Task: Which lines of the data hold the word "admin"? Copy all of them.

Supplied material:
#[cfg(test)]
mod tests {
    use super::*;
    use chrono::Duration;

    use crate::models::{Presentation, QuestionAnswer, Rating};
    use crate::store::MemoryStore;

    fn judge_ballot(scores: &[(&str, i32)]) -> Ballot {
        Ballot::Ratings {
            ratings: scores
                .iter()
                .map(|(id, score)| Rating {
                    category_id: id.to_string(),
                    score: *score,
                })
                .collect(),
        }
    }

    async fn store_with_presentation() -> (MemoryStore, Uuid) {
        let store = MemoryStore::new();
        let presentation = Presentation::new("Zero-copy parsing");
        store.upsert_presentation(&presentation).await.unwrap();
        (store, presentation.presentation_id)
    }

    #[tokio::test]
    async fn test_identical_resubmission_keeps_one_record() {
        let (store, presentation_id) = store_with_presentation().await;
        let service = VotingService::new(&store);
        let ballot = judge_ballot(&[("content", 4), ("delivery", 5), ("originality", 3)]);

        let first = service
            .submit_vote("judge-1", presentation_id, VoteRole::Judge, ballot.clone())
            .await
            .unwrap();
        let second = service
            .submit_vote("judge-1", presentation_id, VoteRole::Judge, ballot)
            .await
            .unwrap();

        assert_eq!(first.vote_id, second.vote_id);
        assert_eq!(first.action, HistoryAction::Created);
        assert_eq!(second.action, HistoryAction::Updated);
        assert_eq!(second.total_score, Decimal::from(12));

        let votes = service.list_votes_for_presentation(presentation_id).await.unwrap();
        assert_eq!(votes.len(), 1);
        assert_eq!(votes[0].history.len(), 2);
        assert_eq!(votes[0].history[1].previous_score, Some(Decimal::from(12)));
        assert_eq!(second.rollup.judge_total, Decimal::from(12));
    }

    #[tokio::test]
    async fn test_update_rewrites_total_and_rollup() {
        let (store, presentation_id) = store_with_presentation().await;
        let service = VotingService::new(&store);

        service
            .submit_vote(
                "judge-1",
                presentation_id,
                VoteRole::Judge,
                judge_ballot(&[("content", 2)]),
            )
            .await
            .unwrap();
        service
            .submit_vote(
                "judge-2",
                presentation_id,
                VoteRole::Judge,
                judge_ballot(&[("content", 5), ("visuals", 5)]),
            )
            .await
            .unwrap();
        let outcome = service
            .submit_vote(
                "judge-1",
                presentation_id,
                VoteRole::Judge,
                judge_ballot(&[("content", 5), ("delivery", 4)]),
            )
            .await
            .unwrap();

        assert_eq!(outcome.total_score, Decimal::from(9));
        assert_eq!(outcome.rollup.judge_total, Decimal::from(19));
        assert_eq!(outcome.rollup.judge_count, 2);

        let vote = service
            .get_vote("judge-1", presentation_id)
            .await
            .unwrap()
            .unwrap();
        assert!(vote.updated_at.is_some());
        assert_eq!(vote.ratings.len(), 2);
        assert_eq!(vote.history[0].total_score, Decimal::from(2));
    }

    #[tokio::test]
    async fn test_spectator_answers_do_not_move_judge_figures() {
        let (store, presentation_id) = store_with_presentation().await;
        let service = VotingService::new(&store);

        service
            .submit_vote(
                "judge-1",
                presentation_id,
                VoteRole::Judge,
                judge_ballot(&[("content", 3)]),
            )
            .await
            .unwrap();
        let outcome = service
            .submit_vote(
                "fan-1",
                presentation_id,
                VoteRole::Spectator,
                Ballot::Like {
                    answers: vec![QuestionAnswer {
                        question_id: "clarity".to_string(),
                        score: 5,
                    }],
                },
            )
            .await
            .unwrap();
        service
            .submit_vote(
                "fan-2",
                presentation_id,
                VoteRole::Spectator,
                Ballot::Like { answers: vec![] },
            )
            .await
            .unwrap();

        let rollup = aggregator::get_presentation_rollup(&store, presentation_id)
            .await
            .unwrap();
        assert_eq!(outcome.total_score, Decimal::ONE);
        assert_eq!(rollup.spectator_likes, 2);
        assert_eq!(rollup.judge_total, Decimal::from(3));
    }

    #[tokio::test]
    async fn test_failed_write_reports_error_and_leaves_no_vote() {
        let (store, presentation_id) = store_with_presentation().await;
        store.fail_writes_after(0);
        let service = VotingService::new(&store);

        let err = service
            .submit_vote(
                "judge-1",
                presentation_id,
                VoteRole::Judge,
                judge_ballot(&[("content", 3)]),
            )
            .await
            .unwrap_err();

        assert!(err.is_write_failure());
        assert!(service.get_vote("judge-1", presentation_id).await.unwrap().is_none());
    }

    #[tokio::test]
    async fn test_failed_batch_leaves_vote_and_rollup_unchanged() {
        let (store, presentation_id) = store_with_presentation().await;
        let service = VotingService::new(&store);
        store.fail_writes_after(1);

        service
            .submit_vote(
                "judge-1",
                presentation_id,
                VoteRole::Judge,
                judge_ballot(&[("content", 4)]),
            )
            .await
            .unwrap();
        let err = service
            .submit_vote(
                "judge-2",
                presentation_id,
                VoteRole::Judge,
                judge_ballot(&[("content", 5)]),
            )
            .await
            .unwrap_err();

        assert!(err.is_write_failure());
        assert!(service.get_vote("judge-2", presentation_id).await.unwrap().is_none());

        let rollup = aggregator::get_presentation_rollup(&store, presentation_id)
            .await
            .unwrap();
        assert_eq!(rollup.judge_total, Decimal::from(4));
        assert_eq!(rollup.judge_count, 1);
    }

    #[tokio::test]
    async fn test_outdated_rewrite_cannot_drop_history() {
        let (store, presentation_id) = store_with_presentation().await;
        let service = VotingService::new(&store);
        service
            .submit_vote(
                "judge-1",
                presentation_id,
                VoteRole::Judge,
                judge_ballot(&[("content", 2)]),
            )
            .await
            .unwrap();

        let outdated = service
            .prepare_vote(
                "judge-1",
                presentation_id,
                VoteRole::Judge,
                judge_ballot(&[("content", 3)]),
            )
            .await
            .unwrap();
        service
            .submit_vote(
                "judge-1",
                presentation_id,
                VoteRole::Judge,
                judge_ballot(&[("content", 5)]),
            )
            .await
            .unwrap();

        let err = store
            .commit_batch(vec![BatchWrite::ReplaceVote {
                vote: outdated.vote,
                expected_revision: outdated.expected_revision,
            }])
            .await
            .unwrap_err();
        assert!(matches!(err, StorageError::ConstraintViolation(_)));

        let stored = service
            .get_vote("judge-1", presentation_id)
            .await
            .unwrap()
            .unwrap();
        assert_eq!(stored.history.len(), 2);
        assert_eq!(stored.total_score, Decimal::from(5));
    }

    #[tokio::test]
    async fn test_role_and_ballot_must_match() {
        let (store, presentation_id) = store_with_presentation().await;
        let service = VotingService::new(&store);

        let err = service
            .submit_vote(
                "judge-1",
                presentation_id,
                VoteRole::Judge,
                Ballot::Like { answers: vec![] },
            )
            .await
            .unwrap_err();
        assert!(matches!(err, StorageError::Validation(_)));
    }

    #[tokio::test]
    async fn test_unknown_presentation() {
        let store = MemoryStore::new();
        let service = VotingService::new(&store);

        let err = service
            .submit_vote(
                "judge-1",
                Uuid::new_v4(),
                VoteRole::Judge,
                judge_ballot(&[("content", 3)]),
            )
            .await
            .unwrap_err();
        assert!(matches!(err, StorageError::NotFound));
    }

    #[tokio::test]
    async fn test_mark_absent_keeps_score_history() {
        let (store, presentation_id) = store_with_presentation().await;
        let service = VotingService::new(&store);
        service
            .submit_vote(
                "judge-1",
                presentation_id,
                VoteRole::Judge,
                judge_ballot(&[("content", 4)]),
            )
            .await
            .unwrap();
        let vote = service
            .get_vote("judge-1", presentation_id)
            .await
            .unwrap()
            .unwrap();

        let marked = service
            .mark_absent(vote.vote_id, true, Some("  speaker missed the slot "))
            .await
            .unwrap();

        assert!(marked.is_absent);
        assert_eq!(marked.absent_reason.as_deref(), Some("speaker missed the slot"));
        assert_eq!(marked.history, vote.history);
        assert_eq!(marked.total_score, vote.total_score);
    }

    #[tokio::test]
    async fn test_remove_vote_recomputes_rollup() {
        let (store, presentation_id) = store_with_presentation().await;
        let service = VotingService::new(&store);
        let outcome = service
            .submit_vote(
                "judge-1",
                presentation_id,
                VoteRole::Judge,
                judge_ballot(&[("content", 4)]),
            )
            .await
            .unwrap();

        let rollup = service.remove_vote(outcome.vote_id).await.unwrap();
        assert_eq!(rollup.judge_total, Decimal::ZERO);
        assert!(rollup.judge_scores.is_empty());
    }

    #[test]
    fn test_history_never_goes_backwards() {
        let registry = crate::models::CategoryRegistry::default();
        let now = Utc::now();
        let normalized = strategy_for(VoteRole::Judge)
            .normalize(&judge_ballot(&[("content", 3)]), &registry);
        let vote = new_vote("judge-1", Uuid::new_v4(), VoteRole::Judge, normalized.clone(), now);

        let updated = apply_update(vote, normalized, now - Duration::minutes(5));

        assert_eq!(updated.history.len(), 2);
        assert!(updated.history[1].timestamp >= updated.history[0].timestamp);
        assert_eq!(updated.updated_at, Some(updated.history[1].timestamp));
    }
}
use axum::Router;

use crate::middleware::auth::ApiKeys;
use crate::state::AppState;

pub mod admin;
pub mod audit;
pub mod categories;
pub mod presentations;
pub mod votes;

/// Every `/api` route, with state applied.
pub fn router(state: AppState, api_keys: ApiKeys) -> Router {
    let api = Router::new()
        .merge(categories::routes::routes())
        .merge(presentations::routes::routes())
        .merge(votes::routes::routes())
        .merge(audit::routes::routes())
        .merge(admin::routes::routes(api_keys));

    Router::new().nest("/api", api).with_state(state)
}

Response below:
pub mod admin;
        .merge(admin::routes::routes(api_keys));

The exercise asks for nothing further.